__What is needed__
All of the lines below should be printed again exactly as they are.

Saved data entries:

use std::collections::HashSet;

use gtfs_model::{BikesAllowed, RouteType};

use crate::{GtfsFeed, NoticeContainer, NoticeSeverity, ValidationNotice, Validator};

const CODE_MISSING_BIKES_ALLOWED_FOR_FERRY: &str = "missing_bikes_allowed_for_ferry";

/// Ferry trips are far more likely to carry bikes than other modes; flag
/// them specifically when `bikes_allowed` is absent, separately from the
/// generic warning `bikes_allowance` raises for any mode.
#[derive(Debug, Default)]
pub struct MissingBikesAllowedForFerryValidator;

impl Validator for MissingBikesAllowedForFerryValidator {
    fn name(&self) -> &'static str {
        "missing_bikes_allowed_for_ferry"
    }

    fn validate(&self, feed: &GtfsFeed, notices: &mut NoticeContainer) {
        let ferry_routes: HashSet<&str> = feed
            .routes
            .rows
            .iter()
            .filter(|route| route.route_type == RouteType::Ferry)
            .map(|route| route.route_id.trim())
            .filter(|value| !value.is_empty())
            .collect();

        if ferry_routes.is_empty() {
            return;
        }

        for (index, trip) in feed.trips.rows.iter().enumerate() {
            let route_id = trip.route_id.trim();
            if !ferry_routes.contains(route_id) {
                continue;
            }
            if trip.bikes_allowed.is_some() {
                continue;
            }

            let row_number = feed.trips.row_number(index);
            let trip_id = trip.trip_id.trim();
            let mut notice = ValidationNotice::new(
                CODE_MISSING_BIKES_ALLOWED_FOR_FERRY,
                NoticeSeverity::Warning,
                "ferry trip does not specify bikes_allowed",
            );
            notice.insert_context_field("csvRowNumber", row_number);
            notice.insert_context_field("routeId", route_id);
            notice.insert_context_field("tripId", trip_id);
            notice.field_order = vec![
                "csvRowNumber".to_string(),
                "routeId".to_string(),
                "tripId".to_string(),
            ];
            notices.push(notice);
        }
    }
}

#[cfg(test)]
mod tests {
    use super::*;
    use crate::CsvTable;
    use gtfs_model::{Route, Trip};

    fn feed_with(route_type: RouteType, bikes_allowed: Option<BikesAllowed>) -> GtfsFeed {
        GtfsFeed {
            routes: CsvTable {
                headers: vec!["route_id".into()],
                rows: vec![Route {
                    route_id: "R1".to_string(),
                    route_type,
                    ..Default::default()
                }],
                row_numbers: vec![2],
            },
            trips: CsvTable {
                headers: vec!["trip_id".into()],
                rows: vec![Trip {
                    route_id: "R1".to_string(),
                    service_id: "S1".to_string(),
                    trip_id: "T1".to_string(),
                    bikes_allowed,
                    ..Default::default()
                }],
                row_numbers: vec![2],
            },
            ..Default::default()
        }
    }

    #[test]
    fn flags_ferry_trip_without_bikes_allowed() {
        let feed = feed_with(RouteType::Ferry, None);

        let mut notices = NoticeContainer::new();
        MissingBikesAllowedForFerryValidator.validate(&feed, &mut notices);

        assert_eq!(notices.len(), 1);
        assert_eq!(
            notices.iter().next().unwrap().code,
            CODE_MISSING_BIKES_ALLOWED_FOR_FERRY
        );
    }

    #[test]
    fn passes_when_ferry_trip_specifies_bikes_allowed() {
        let feed = feed_with(RouteType::Ferry, Some(BikesAllowed::NotAllowed));

        let mut notices = NoticeContainer::new();
        MissingBikesAllowedForFerryValidator.validate(&feed, &mut notices);

        assert!(notices.is_empty());
    }

    #[test]
    fn ignores_non_ferry_trips() {
        let feed = feed_with(RouteType::Bus, None);

        let mut notices = NoticeContainer::new();
        MissingBikesAllowedForFerryValidator.validate(&feed, &mut notices);

        assert!(notices.is_empty());
    }
}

__Your solution__
use std::collections::HashSet;

use gtfs_model::{BikesAllowed, RouteType};

use crate::{GtfsFeed, NoticeContainer, NoticeSeverity, ValidationNotice, Validator};

const CODE_MISSING_BIKES_ALLOWED_FOR_FERRY: &str = "missing_bikes_allowed_for_ferry";

/// Ferry trips are far more likely to carry bikes than other modes; flag
/// them specifically when `bikes_allowed` is absent, separately from the
/// generic warning `bikes_allowance` raises for any mode.
#[derive(Debug, Default)]
pub struct MissingBikesAllowedForFerryValidator;

impl Validator for MissingBikesAllowedForFerryValidator {
    fn name(&self) -> &'static str {
        "missing_bikes_allowed_for_ferry"
    }

    fn validate(&self, feed: &GtfsFeed, notices: &mut NoticeContainer) {
        let ferry_routes: HashSet<&str> = feed
            .routes
            .rows
            .iter()
            .filter(|route| route.route_type == RouteType::Ferry)
            .map(|route| route.route_id.trim())
            .filter(|value| !value.is_empty())
            .collect();

        if ferry_routes.is_empty() {
            return;
        }

        for (index, trip) in feed.trips.rows.iter().enumerate() {
            let route_id = trip.route_id.trim();
            if !ferry_routes.contains(route_id) {
                continue;
            }
            if trip.bikes_allowed.is_some() {
                continue;
            }

            let row_number = feed.trips.row_number(index);
            let trip_id = trip.trip_id.trim();
            let mut notice = ValidationNotice::new(
                CODE_MISSING_BIKES_ALLOWED_FOR_FERRY,
                NoticeSeverity::Warning,
                "ferry trip does not specify bikes_allowed",
            );
            notice.insert_context_field("csvRowNumber", row_number);
            notice.insert_context_field("routeId", route_id);
            notice.insert_context_field("tripId", trip_id);
            notice.field_order = vec![
                "csvRowNumber".to_string(),
                "routeId".to_string(),
                "tripId".to_string(),
            ];
            notices.push(notice);
        }
    }
}

#[cfg(test)]
mod tests {
    use super::*;
    use crate::CsvTable;
    use gtfs_model::{Route, Trip};

    fn feed_with(route_type: RouteType, bikes_allowed: Option<BikesAllowed>) -> GtfsFeed {
        GtfsFeed {
            routes: CsvTable {
                headers: vec!["route_id".into()],
                rows: vec![Route {
                    route_id: "R1".to_string(),
                    route_type,
                    ..Default::default()
                }],
                row_numbers: vec![2],
            },
            trips: CsvTable {
                headers: vec!["trip_id".into()],
                rows: vec![Trip {
                    route_id: "R1".to_string(),
                    service_id: "S1".to_string(),
                    trip_id: "T1".to_string(),
                    bikes_allowed,
                    ..Default::default()
                }],
                row_numbers: vec![2],
            },
            ..Default::default()
        }
    }

    #[test]
    fn flags_ferry_trip_without_bikes_allowed() {
        let feed = feed_with(RouteType::Ferry, None);

        let mut notices = NoticeContainer::new();
        MissingBikesAllowedForFerryValidator.validate(&feed, &mut notices);

        assert_eq!(notices.len(), 1);
        assert_eq!(
            notices.iter().next().unwrap().code,
            CODE_MISSING_BIKES_ALLOWED_FOR_FERRY
        );
    }

    #[test]
    fn passes_when_ferry_trip_specifies_bikes_allowed() {
        let feed = feed_with(RouteType::Ferry, Some(BikesAllowed::NotAllowed));

        let mut notices = NoticeContainer::new();
        MissingBikesAllowedForFerryValidator.validate(&feed, &mut notices);

        assert!(notices.is_empty());
    }

    #[test]
    fn ignores_non_ferry_trips() {
        let feed = feed_with(RouteType::Bus, None);

        let mut notices = NoticeContainer::new();
        MissingBikesAllowedForFerryValidator.validate(&feed, &mut notices);

        assert!(notices.is_empty());
    }
}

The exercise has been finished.